All of these women weigh 150lbs - different heights and different sizes but the weight is
the same. Check out the last pic! 5FT.5, A SIZE 2 and 150LBS! If that doesn't prove that
the scale isn't the best determinant of fitness I don't know what does!

Question: Is The Scale Even Necessary?
Good question! And a tricky one, too! My answer would be yes and no. Let me explain. If you are obese or overweight, yes, I do think you need to pay some attention to the scale. Now do I think you should try and fit into a certain BMI range? No. Most people know by now that the whole BMI concept is bogus for exactly some of the reasons I mentioned above. But I do think that if you're 5ft.3 and weigh 229 lbs that that weight is way too much for your size and you do need to lose weight! And that's using my own height and old weight as an example. At that height and weight, I had way too much fat around my heart and other internal organs, making that weight very unhealthy for me. So yes, in the beginning of your journey, the scale should, in my opinion, be used.

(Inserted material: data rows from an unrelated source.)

//! The Card entity and its value sets.

use chrono::{DateTime, Utc};
use core::str::FromStr;
use serde::{Deserialize, Serialize};

use crate::error::DomainError;
use crate::id::CardId;

/// Card suit. Serialized by its capitalized label ("Hearts", ...).
#[derive(Debug, Clone, Copy, PartialEq, Eq, Hash, Serialize, Deserialize)]
pub enum Suit {
    Hearts,
    Diamonds,
    Clubs,
    Spades,
}

impl Suit {
    pub const ALL: [Suit; 4] = [Suit::Hearts, Suit::Diamonds, Suit::Clubs, Suit::Spades];

    /// The wire label, also the key the store sorts by in suit-ordered queries.
    pub fn label(&self) -> &'static str {
        match self {
            Suit::Hearts => "Hearts",
            Suit::Diamonds => "Diamonds",
            Suit::Clubs => "Clubs",
            Suit::Spades => "Spades",
        }
    }
}

impl core::fmt::Display for Suit {
    fn fmt(&self, f: &mut core::fmt::Formatter<'_>) -> core::fmt::Result {
        f.write_str(self.label())
    }
}

impl FromStr for Suit {
    type Err = DomainError;

    fn from_str(s: &str) -> Result<Self, Self::Err> {
        Suit::ALL
            .into_iter()
            .find(|suit| suit.label() == s)
            .ok_or_else(|| {
                DomainError::validation(format!(
                    "suit must be one of: Hearts, Diamonds, Clubs, Spades (got {s:?})"
                ))
            })
    }
}

/// Card rank. Serialized by its label ("Ace", "2", ..., "10", "Jack", ...).
#[derive(Debug, Clone, Copy, PartialEq, Eq, Hash, Serialize, Deserialize)]
pub enum Rank {
    Ace,
    #[serde(rename = "2")]
    Two,
    #[serde(rename = "3")]
    Three,
    #[serde(rename = "4")]
    Four,
    #[serde(rename = "5")]
    Five,
    #[serde(rename = "6")]
    Six,
    #[serde(rename = "7")]
    Seven,
    #[serde(rename = "8")]
    Eight,
    #[serde(rename = "9")]
    Nine,
    #[serde(rename = "10")]
    Ten,
    Jack,
    Queen,
    King,
}

impl Rank {
    pub const ALL: [Rank; 13] = [
        Rank::Ace,
        Rank::Two,
        Rank::Three,
        Rank::Four,
        Rank::Five,
        Rank::Six,
        Rank::Seven,
        Rank::Eight,
        Rank::Nine,
        Rank::Ten,
        Rank::Jack,
        Rank::Queen,
        Rank::King,
    ];

    /// The wire label. Suit-scoped listings sort on this label, not on game
    /// rank, so "10" orders before "2".
    pub fn label(&self) -> &'static str {
        match self {
            Rank::Ace => "Ace",
            Rank::Two => "2",
            Rank::Three => "3",
            Rank::Four => "4",
            Rank::Five => "5",
            Rank::Six => "6",
            Rank::Seven => "7",
            Rank::Eight => "8",
            Rank::Nine => "9",
            Rank::Ten => "10",
            Rank::Jack => "Jack",
            Rank::Queen => "Queen",
            Rank::King => "King",
        }
    }
}

impl core::fmt::Display for Rank {
    fn fmt(&self, f: &mut core::fmt::Formatter<'_>) -> core::fmt::Result {
        f.write_str(self.label())
    }
}

impl FromStr for Rank {
    type Err = DomainError;

    fn from_str(s: &str) -> Result<Self, Self::Err> {
        Rank::ALL
            .into_iter()
            .find(|rank| rank.label() == s)
            .ok_or_else(|| {
                DomainError::validation(format!(
                    "rank must be one of: Ace, 2..10, Jack, Queen, King (got {s:?})"
                ))
            })
    }
}

/// A persisted card record.
///
/// `id` and both timestamps are assigned by the store; `updated_at` is
/// refreshed on every mutation. The pair (suit, rank) is unique across all
/// live records.
#[derive(Debug, Clone, PartialEq, Serialize, Deserialize)]
#[serde(rename_all = "camelCase")]
pub struct Card {
    pub id: CardId,
    pub suit: Suit,
    pub rank: Rank,
    pub value: f64,
    pub description: String,
    pub created_at: DateTime<Utc>,
    pub updated_at: DateTime<Utc>,
}

/// Input for creating a card; the store assigns id and timestamps.
#[derive(Debug, Clone, PartialEq)]
pub struct NewCard {
    pub suit: Suit,
    pub rank: Rank,
    pub value: f64,
    pub description: String,
}

/// Partial update: only `Some` fields are applied. `updated_at` is refreshed
/// even when every field is `None`.
#[derive(Debug, Clone, Default, PartialEq)]
pub struct CardPatch {
    pub suit: Option<Suit>,
    pub rank: Option<Rank>,
    pub value: Option<f64>,
    pub description: Option<String>,
}

impl CardPatch {
    pub fn apply(&self, card: &mut Card, now: DateTime<Utc>) {
        if let Some(suit) = self.suit {
            card.suit = suit;
        }
        if let Some(rank) = self.rank {
            card.rank = rank;
        }
        if let Some(value) = self.value {
            card.value = value;
        }
        if let Some(description) = &self.description {
            card.description = description.clone();
        }
        card.updated_at = now;
    }
}

/// Equality filter over cards; `None` fields match everything.
#[derive(Debug, Clone, Copy, Default, PartialEq, Eq)]
pub struct CardFilter {
    pub suit: Option<Suit>,
    pub rank: Option<Rank>,
}

impl CardFilter {
    pub fn matches(&self, card: &Card) -> bool {
        self.suit.is_none_or(|suit| card.suit == suit)
            && self.rank.is_none_or(|rank| card.rank == rank)
    }
}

But once you get to level where you are fit - meaning not overweight, lower percentage of body fat (i.e - more muscle than fat on your body)... etc., the scale ceases to be of any importance in my opinion. If you are going to continue down the this road of eating healthy and exercising regularly, as long as all of your clothes continue to fit, you're good! I know that sounds incredibly simple but it really is that simple and it took me a long time to get that through my thick head! If you can continue to wear the same size clothes with no bulges or lumps, and you're going shopping and can still easily buy the same size, you're still on the right track and there's no need to worry or pull out the scale. I know from personal experience getting on the scale can just be a frustrating annoyance with daily weight fluctuations, water weight, added weight from muscle soreness... etc. And if you're like me, and you have gotten to the point where you WANT to build muscle, getting on the scale is totally pointless, especially if you're getting on it with the expectations of losing weight because if you're gaining muscle, the scale is going to go UP - NOT DOWN.

So, in conclusion, my opinion is, take those numbers on the scale with a grain of salt. Do I feel like the scale is your enemy? No. But I do think her truth is a little warped. Eat healthy, exercise, make good choices and you WILL see results  - no matter what that scale says.